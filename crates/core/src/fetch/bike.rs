use serde::Deserialize;
use serde_json::Value;
use tracing::warn;

use super::{FetchContext, Readings};
use crate::{
    error::FetchError,
    reading::ArrivalReading,
    registry::MonitoredEntity,
    transport::Transport,
};

/// Decoded bike-share station feed.
///
/// Entries stay as raw JSON so one malformed station only fails the
/// configured station that resolves to it.
#[derive(Debug, Clone, Deserialize)]
#[serde(rename_all = "camelCase")]
pub struct StationFeed {
    /// Every station the operator publishes.
    pub station_bean_list: Vec<Value>,
}

/// Counts carried by one station entry.
#[derive(Debug, Clone, Deserialize)]
#[serde(rename_all = "camelCase")]
pub struct StationBean {
    /// Bikes ready to rent.
    pub available_bikes: u32,
    /// Empty docks.
    pub available_docks: u32,
}

fn id_text(station: &Value) -> Option<String> {
    match station.get("id")? {
        Value::String(text) => Some(text.trim().to_string()),
        Value::Number(number) => Some(number.to_string()),
        _ => None,
    }
}

/// Decode the station feed body.
pub fn parse_feed(body: &str) -> Result<StationFeed, FetchError> {
    serde_json::from_str(body).map_err(|err| FetchError::MalformedDocument(err.to_string()))
}

/// Find `station_id` in the feed.
///
/// Stations are matched on their `id` field. Only when the entry at position
/// `station_id` has no id at all is the configured id taken as an array index,
/// which is how id-less feeds were addressed.
pub fn lookup(feed: &StationFeed, station_id: &str) -> Result<ArrivalReading, FetchError> {
    let wanted = station_id.trim();
    let by_id = feed
        .station_bean_list
        .iter()
        .find(|station| id_text(station).as_deref() == Some(wanted));

    let by_index = || {
        let index = wanted.parse::<usize>().ok()?;
        feed.station_bean_list
            .get(index)
            .filter(|station| station.get("id").is_none())
    };

    let station = by_id
        .or_else(by_index)
        .ok_or_else(|| FetchError::StationNotFound(wanted.to_string()))?;
    let bean = StationBean::deserialize(station).map_err(|err| {
        FetchError::MalformedDocument(format!("station {wanted}: {err}"))
    })?;
    Ok(ArrivalReading::Availability {
        bikes: bean.available_bikes,
        docks: bean.available_docks,
    })
}

/// A single feed request serves every configured station.
pub async fn fetch<T: Transport>(
    ctx: &FetchContext<'_, T>,
    entities: &[&MonitoredEntity],
) -> Readings {
    if entities.is_empty() {
        return Readings::new();
    }

    let feed = match ctx.transport.get(&ctx.endpoints.bike, &[]).await {
        Ok(body) => parse_feed(&body),
        Err(err) => Err(err),
    };

    entities
        .iter()
        .map(|entity| {
            let result = feed
                .as_ref()
                .map_err(Clone::clone)
                .and_then(|feed| lookup(feed, &entity.route));
            if let Err(err) = &result {
                warn!(entity = %entity.id, %err, "Bike-share lookup failed");
            }
            (entity.id.clone(), result.into())
        })
        .collect()
}

#[cfg(test)]
mod tests {
    use super::*;
    use crate::{
        fetch::Endpoints,
        registry::{tests::spec, SourceKind},
        transport::tests::ScriptedTransport,
    };
    use chrono::Utc;
    use chrono_tz::US::Central;
    use serde_json::json;

    const URL: &str = "http://bike.test/stations.json";

    fn legacy_feed() -> String {
        let stations = (0..10)
            .map(|index| {
                if index == 7 {
                    json!({"availableBikes": 3, "availableDocks": 11})
                } else {
                    json!({"availableBikes": index, "availableDocks": 0})
                }
            })
            .collect::<Vec<_>>();
        json!({ "executionTime": "2024-01-01 10:00:00 AM", "stationBeanList": stations })
            .to_string()
    }

    #[test]
    fn legacy_feed_is_addressed_by_index() {
        let feed = parse_feed(&legacy_feed()).unwrap();
        let reading = lookup(&feed, "7").unwrap();
        assert_eq!(reading.display_text(), "3 / 11");
    }

    #[test]
    fn identified_stations_are_matched_by_id_not_position() {
        let body = json!({
            "stationBeanList": [
                {"id": 5, "availableBikes": 1, "availableDocks": 2},
                {"id": "278", "availableBikes": 9, "availableDocks": 6},
                {"id": 1, "availableBikes": 4, "availableDocks": 4}
            ]
        })
        .to_string();
        let feed = parse_feed(&body).unwrap();
        assert_eq!(lookup(&feed, "278").unwrap().display_text(), "9 / 6");
        assert_eq!(lookup(&feed, "1").unwrap().display_text(), "4 / 4");
        // Position 2 holds station 1, not station 2.
        assert_eq!(
            lookup(&feed, "2").unwrap_err(),
            FetchError::StationNotFound("2".to_string())
        );
    }

    #[test]
    fn malformed_sibling_only_fails_its_own_station() {
        let body = json!({
            "stationBeanList": [
                {"id": 1, "availableBikes": 4, "availableDocks": 4},
                {"id": 2, "availableBikes": null, "availableDocks": 9}
            ]
        })
        .to_string();
        let feed = parse_feed(&body).unwrap();
        assert_eq!(lookup(&feed, "1").unwrap().display_text(), "4 / 4");

        let reading: ArrivalReading = lookup(&feed, "2").into();
        assert!(matches!(
            reading,
            ArrivalReading::Unavailable(FetchError::MalformedDocument(_))
        ));
        assert_eq!(reading.display_text(), "Bad response");
    }

    #[test]
    fn out_of_range_station_is_not_found() {
        let feed = parse_feed(&legacy_feed()).unwrap();
        let err = lookup(&feed, "268").unwrap_err();
        let reading: ArrivalReading = Err(err).into();
        assert_eq!(reading.display_text(), "No station");
    }

    #[test]
    fn feed_without_station_list_is_malformed() {
        assert!(matches!(
            parse_feed(r#"{"data": []}"#),
            Err(FetchError::MalformedDocument(_))
        ));
    }

    #[tokio::test]
    async fn one_request_serves_all_stations() {
        let transport = ScriptedTransport::default().respond(URL, "", &legacy_feed());
        let endpoints = Endpoints {
            bus: "http://bus.test".to_string(),
            train: "http://train.test".to_string(),
            bike: URL.to_string(),
            bus_limit: 6,
            train_limit: 7,
        };
        let ctx = FetchContext {
            transport: &transport,
            endpoints: &endpoints,
            zone: Central,
            now: Utc::now(),
        };
        let found: MonitoredEntity = spec(SourceKind::BikeShare, "7", "Somewhere").into();
        let missing: MonitoredEntity = spec(SourceKind::BikeShare, "278", "Elsewhere").into();
        let other: MonitoredEntity = spec(SourceKind::BikeShare, "2", "Nearby").into();
        let readings = fetch(&ctx, &[&found, &missing, &other]).await;

        assert_eq!(transport.call_count(URL), 1);
        assert_eq!(readings[0].1.display_text(), "3 / 11");
        assert_eq!(readings[1].1.display_text(), "No station");
        assert_eq!(readings[2].1.display_text(), "2 / 0");
    }

    #[tokio::test]
    async fn failed_feed_marks_every_station() {
        let transport = ScriptedTransport::default();
        let endpoints = Endpoints {
            bus: String::new(),
            train: String::new(),
            bike: URL.to_string(),
            bus_limit: 6,
            train_limit: 7,
        };
        let ctx = FetchContext {
            transport: &transport,
            endpoints: &endpoints,
            zone: Central,
            now: Utc::now(),
        };
        let a: MonitoredEntity = spec(SourceKind::BikeShare, "1", "A").into();
        let b: MonitoredEntity = spec(SourceKind::BikeShare, "2", "B").into();
        let readings = fetch(&ctx, &[&a, &b]).await;
        assert!(readings.iter().all(|(_, reading)| reading.is_failure()));
        assert_eq!(transport.call_count(URL), 1);
    }
}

TASK DESCRIPTION = I would like you to output every record exactly as written.

ANSWER SECTION =
filename crates/core/src/fetch/bike.rs
use serde::Deserialize;
use serde_json::Value;
use tracing::warn;

use super::{FetchContext, Readings};
use crate::{
    error::FetchError,
    reading::ArrivalReading,
    registry::MonitoredEntity,
    transport::Transport,
};

/// Decoded bike-share station feed.
///
/// Entries stay as raw JSON so one malformed station only fails the
/// configured station that resolves to it.
#[derive(Debug, Clone, Deserialize)]
#[serde(rename_all = "camelCase")]
pub struct StationFeed {
    /// Every station the operator publishes.
    pub station_bean_list: Vec<Value>,
}

/// Counts carried by one station entry.
#[derive(Debug, Clone, Deserialize)]
#[serde(rename_all = "camelCase")]
pub struct StationBean {
    /// Bikes ready to rent.
    pub available_bikes: u32,
    /// Empty docks.
    pub available_docks: u32,
}

fn id_text(station: &Value) -> Option<String> {
    match station.get("id")? {
        Value::String(text) => Some(text.trim().to_string()),
        Value::Number(number) => Some(number.to_string()),
        _ => None,
    }
}

/// Decode the station feed body.
pub fn parse_feed(body: &str) -> Result<StationFeed, FetchError> {
    serde_json::from_str(body).map_err(|err| FetchError::MalformedDocument(err.to_string()))
}

/// Find `station_id` in the feed.
///
/// Stations are matched on their `id` field. Only when the entry at position
/// `station_id` has no id at all is the configured id taken as an array index,
/// which is how id-less feeds were addressed.
pub fn lookup(feed: &StationFeed, station_id: &str) -> Result<ArrivalReading, FetchError> {
    let wanted = station_id.trim();
    let by_id = feed
        .station_bean_list
        .iter()
        .find(|station| id_text(station).as_deref() == Some(wanted));

    let by_index = || {
        let index = wanted.parse::<usize>().ok()?;
        feed.station_bean_list
            .get(index)
            .filter(|station| station.get("id").is_none())
    };

    let station = by_id
        .or_else(by_index)
        .ok_or_else(|| FetchError::StationNotFound(wanted.to_string()))?;
    let bean = StationBean::deserialize(station).map_err(|err| {
        FetchError::MalformedDocument(format!("station {wanted}: {err}"))
    })?;
    Ok(ArrivalReading::Availability {
        bikes: bean.available_bikes,
        docks: bean.available_docks,
    })
}

/// A single feed request serves every configured station.
pub async fn fetch<T: Transport>(
    ctx: &FetchContext<'_, T>,
    entities: &[&MonitoredEntity],
) -> Readings {
    if entities.is_empty() {
        return Readings::new();
    }

    let feed = match ctx.transport.get(&ctx.endpoints.bike, &[]).await {
        Ok(body) => parse_feed(&body),
        Err(err) => Err(err),
    };

    entities
        .iter()
        .map(|entity| {
            let result = feed
                .as_ref()
                .map_err(Clone::clone)
                .and_then(|feed| lookup(feed, &entity.route));
            if let Err(err) = &result {
                warn!(entity = %entity.id, %err, "Bike-share lookup failed");
            }
            (entity.id.clone(), result.into())
        })
        .collect()
}

#[cfg(test)]
mod tests {
    use super::*;
    use crate::{
        fetch::Endpoints,
        registry::{tests::spec, SourceKind},
        transport::tests::ScriptedTransport,
    };
    use chrono::Utc;
    use chrono_tz::US::Central;
    use serde_json::json;

    const URL: &str = "http://bike.test/stations.json";

    fn legacy_feed() -> String {
        let stations = (0..10)
            .map(|index| {
                if index == 7 {
                    json!({"availableBikes": 3, "availableDocks": 11})
                } else {
                    json!({"availableBikes": index, "availableDocks": 0})
                }
            })
            .collect::<Vec<_>>();
        json!({ "executionTime": "2024-01-01 10:00:00 AM", "stationBeanList": stations })
            .to_string()
    }

    #[test]
    fn legacy_feed_is_addressed_by_index() {
        let feed = parse_feed(&legacy_feed()).unwrap();
        let reading = lookup(&feed, "7").unwrap();
        assert_eq!(reading.display_text(), "3 / 11");
    }

    #[test]
    fn identified_stations_are_matched_by_id_not_position() {
        let body = json!({
            "stationBeanList": [
                {"id": 5, "availableBikes": 1, "availableDocks": 2},
                {"id": "278", "availableBikes": 9, "availableDocks": 6},
                {"id": 1, "availableBikes": 4, "availableDocks": 4}
            ]
        })
        .to_string();
        let feed = parse_feed(&body).unwrap();
        assert_eq!(lookup(&feed, "278").unwrap().display_text(), "9 / 6");
        assert_eq!(lookup(&feed, "1").unwrap().display_text(), "4 / 4");
        // Position 2 holds station 1, not station 2.
        assert_eq!(
            lookup(&feed, "2").unwrap_err(),
            FetchError::StationNotFound("2".to_string())
        );
    }

    #[test]
    fn malformed_sibling_only_fails_its_own_station() {
        let body = json!({
            "stationBeanList": [
                {"id": 1, "availableBikes": 4, "availableDocks": 4},
                {"id": 2, "availableBikes": null, "availableDocks": 9}
            ]
        })
        .to_string();
        let feed = parse_feed(&body).unwrap();
        assert_eq!(lookup(&feed, "1").unwrap().display_text(), "4 / 4");

        let reading: ArrivalReading = lookup(&feed, "2").into();
        assert!(matches!(
            reading,
            ArrivalReading::Unavailable(FetchError::MalformedDocument(_))
        ));
        assert_eq!(reading.display_text(), "Bad response");
    }

    #[test]
    fn out_of_range_station_is_not_found() {
        let feed = parse_feed(&legacy_feed()).unwrap();
        let err = lookup(&feed, "268").unwrap_err();
        let reading: ArrivalReading = Err(err).into();
        assert_eq!(reading.display_text(), "No station");
    }

    #[test]
    fn feed_without_station_list_is_malformed() {
        assert!(matches!(
            parse_feed(r#"{"data": []}"#),
            Err(FetchError::MalformedDocument(_))
        ));
    }

    #[tokio::test]
    async fn one_request_serves_all_stations() {
        let transport = ScriptedTransport::default().respond(URL, "", &legacy_feed());
        let endpoints = Endpoints {
            bus: "http://bus.test".to_string(),
            train: "http://train.test".to_string(),
            bike: URL.to_string(),
            bus_limit: 6,
            train_limit: 7,
        };
        let ctx = FetchContext {
            transport: &transport,
            endpoints: &endpoints,
            zone: Central,
            now: Utc::now(),
        };
        let found: MonitoredEntity = spec(SourceKind::BikeShare, "7", "Somewhere").into();
        let missing: MonitoredEntity = spec(SourceKind::BikeShare, "278", "Elsewhere").into();
        let other: MonitoredEntity = spec(SourceKind::BikeShare, "2", "Nearby").into();
        let readings = fetch(&ctx, &[&found, &missing, &other]).await;

        assert_eq!(transport.call_count(URL), 1);
        assert_eq!(readings[0].1.display_text(), "3 / 11");
        assert_eq!(readings[1].1.display_text(), "No station");
        assert_eq!(readings[2].1.display_text(), "2 / 0");
    }

    #[tokio::test]
    async fn failed_feed_marks_every_station() {
        let transport = ScriptedTransport::default();
        let endpoints = Endpoints {
            bus: String::new(),
            train: String::new(),
            bike: URL.to_string(),
            bus_limit: 6,
            train_limit: 7,
        };
        let ctx = FetchContext {
            transport: &transport,
            endpoints: &endpoints,
            zone: Central,
            now: Utc::now(),
        };
        let a: MonitoredEntity = spec(SourceKind::BikeShare, "1", "A").into();
        let b: MonitoredEntity = spec(SourceKind::BikeShare, "2", "B").into();
        let readings = fetch(&ctx, &[&a, &b]).await;
        assert!(readings.iter().all(|(_, reading)| reading.is_failure()));
        assert_eq!(transport.call_count(URL), 1);
    }
}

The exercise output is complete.